Saved data entries:
▽

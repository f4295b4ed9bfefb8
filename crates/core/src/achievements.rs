//! Achievement catalog and evaluation.
//!
//! Achievements are one-way: once an id is in the unlocked set it is never
//! re-evaluated, even if a later downvote pulls the user back under the
//! threshold that earned it.

use std::collections::BTreeSet;

use serde::Serialize;

use crate::actions::ActionKind;
use crate::points::AchievementCategory;
use crate::progress::UserProgress;

// ---------------------------------------------------------------------------
// Criterion
// ---------------------------------------------------------------------------

/// Threshold predicate over [`UserProgress`].
#[derive(Debug, Clone, Copy, PartialEq, Eq, Serialize)]
#[serde(tag = "type", rename_all = "snake_case")]
pub enum AchievementCriterion {
    TotalPoints { points: i64 },
    Level { level: u32 },
    ActionCount { kind: ActionKind, count: u32 },
    Streak { days: u32 },
}

impl AchievementCriterion {
    pub fn is_met(&self, progress: &UserProgress) -> bool {
        match *self {
            AchievementCriterion::TotalPoints { points } => progress.total_points >= points,
            AchievementCriterion::Level { level } => progress.level >= level,
            AchievementCriterion::ActionCount { kind, count } => {
                progress.action_count(kind) >= count
            }
            AchievementCriterion::Streak { days } => progress.longest_streak_days >= days,
        }
    }
}

// ---------------------------------------------------------------------------
// Catalog
// ---------------------------------------------------------------------------

/// A static achievement definition.
#[derive(Debug, Clone, PartialEq, Serialize)]
pub struct AchievementDefinition {
    pub id: &'static str,
    pub title: &'static str,
    pub description: &'static str,
    pub criterion: AchievementCriterion,
    pub points_awarded: i64,
    pub category: AchievementCategory,
}

const fn def(
    id: &'static str,
    title: &'static str,
    description: &'static str,
    criterion: AchievementCriterion,
    points_awarded: i64,
    category: AchievementCategory,
) -> AchievementDefinition {
    AchievementDefinition {
        id,
        title,
        description,
        criterion,
        points_awarded,
        category,
    }
}

static DEFAULT_CATALOG: [AchievementDefinition; 12] = [
    def(
        "first_upload",
        "First Upload",
        "Share your first study resource",
        AchievementCriterion::ActionCount { kind: ActionKind::UploadResource, count: 1 },
        10,
        AchievementCategory::Contribution,
    ),
    def(
        "prolific_uploader",
        "Prolific Uploader",
        "Share 10 study resources",
        AchievementCriterion::ActionCount { kind: ActionKind::UploadResource, count: 10 },
        50,
        AchievementCategory::Contribution,
    ),
    def(
        "well_received",
        "Well Received",
        "Receive 10 upvotes on your resources",
        AchievementCriterion::ActionCount { kind: ActionKind::ReceiveUpvote, count: 10 },
        25,
        AchievementCategory::Community,
    ),
    def(
        "crowd_favorite",
        "Crowd Favorite",
        "Receive 50 upvotes on your resources",
        AchievementCriterion::ActionCount { kind: ActionKind::ReceiveUpvote, count: 50 },
        100,
        AchievementCategory::Community,
    ),
    def(
        "active_voter",
        "Active Voter",
        "Vote on 25 resources",
        AchievementCriterion::ActionCount { kind: ActionKind::CastVote, count: 25 },
        15,
        AchievementCategory::Community,
    ),
    def(
        "in_demand",
        "In Demand",
        "Have your resources downloaded 100 times",
        AchievementCriterion::ActionCount { kind: ActionKind::ResourceDownloaded, count: 100 },
        50,
        AchievementCategory::Engagement,
    ),
    def(
        "curator",
        "Curator",
        "Create your first collection",
        AchievementCriterion::ActionCount { kind: ActionKind::CreateCollection, count: 1 },
        10,
        AchievementCategory::Curation,
    ),
    def(
        "sharing_is_caring",
        "Sharing is Caring",
        "Share collections 5 times",
        AchievementCriterion::ActionCount { kind: ActionKind::ShareCollection, count: 5 },
        20,
        AchievementCategory::Curation,
    ),
    def(
        "week_streak",
        "Week Streak",
        "Be active seven days in a row",
        AchievementCriterion::Streak { days: 7 },
        30,
        AchievementCategory::Engagement,
    ),
    def(
        "rising_star",
        "Rising Star",
        "Earn 100 points",
        AchievementCriterion::TotalPoints { points: 100 },
        0,
        AchievementCategory::Milestone,
    ),
    def(
        "point_collector",
        "Point Collector",
        "Earn 1000 points",
        AchievementCriterion::TotalPoints { points: 1000 },
        0,
        AchievementCategory::Milestone,
    ),
    def(
        "halfway_there",
        "Halfway There",
        "Reach level 5",
        AchievementCriterion::Level { level: 5 },
        25,
        AchievementCategory::Milestone,
    ),
];

/// The deployed achievement catalog.
pub fn default_catalog() -> &'static [AchievementDefinition] {
    &DEFAULT_CATALOG
}

/// Look up a catalog entry by id.
pub fn find<'a>(catalog: &'a [AchievementDefinition], id: &str) -> Option<&'a AchievementDefinition> {
    catalog.iter().find(|d| d.id == id)
}

// ---------------------------------------------------------------------------
// Evaluation
// ---------------------------------------------------------------------------

/// Return catalog entries that are satisfied now and not already unlocked.
///
/// Result preserves catalog order. An empty vector means nothing new.
pub fn evaluate(
    progress: &UserProgress,
    catalog: &[AchievementDefinition],
    already_unlocked: &BTreeSet<String>,
) -> Vec<AchievementDefinition> {
    catalog
        .iter()
        .filter(|d| !already_unlocked.contains(d.id))
        .filter(|d| d.criterion.is_met(progress))
        .cloned()
        .collect()
}

/// Outcome of [`unlock_cascade`].
#[derive(Debug, Clone, PartialEq)]
pub struct CascadeOutcome {
    /// Newly unlocked achievements, in unlock order.
    pub unlocked: Vec<AchievementDefinition>,
    /// Progress with every award applied.
    pub progress: UserProgress,
}

/// Evaluate repeatedly, applying each award to a working copy of the
/// progress, until nothing new qualifies.
///
/// An award can lift a user over a points or level threshold, so a single
/// [`evaluate`] pass can miss achievements the awards themselves earn. Each
/// round unlocks at least one entry, so this terminates within
/// `catalog.len()` rounds.
pub fn unlock_cascade(
    progress: &UserProgress,
    catalog: &[AchievementDefinition],
    already_unlocked: &BTreeSet<String>,
) -> CascadeOutcome {
    let mut working = progress.clone();
    let mut unlocked_ids = already_unlocked.clone();
    let mut unlocked = Vec::new();

    loop {
        let round = evaluate(&working, catalog, &unlocked_ids);
        if round.is_empty() {
            break;
        }
        for achievement in round {
            working.add_points(achievement.points_awarded);
            *working
                .action_counts
                .entry(ActionKind::AchievementUnlocked)
                .or_insert(0) += 1;
            working
                .achievements_unlocked
                .insert(achievement.id.to_string());
            unlocked_ids.insert(achievement.id.to_string());
            unlocked.push(achievement);
        }
    }

    CascadeOutcome {
        unlocked,
        progress: working,
    }
}

// ---------------------------------------------------------------------------
// Tests
// ---------------------------------------------------------------------------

△

**WORK REQUEST**:
Scan the lines above for the word "nothing". Return each one that has it.

**YOUR RESPONSE**:
/// Result preserves catalog order. An empty vector means nothing new.
/// progress, until nothing new qualifies.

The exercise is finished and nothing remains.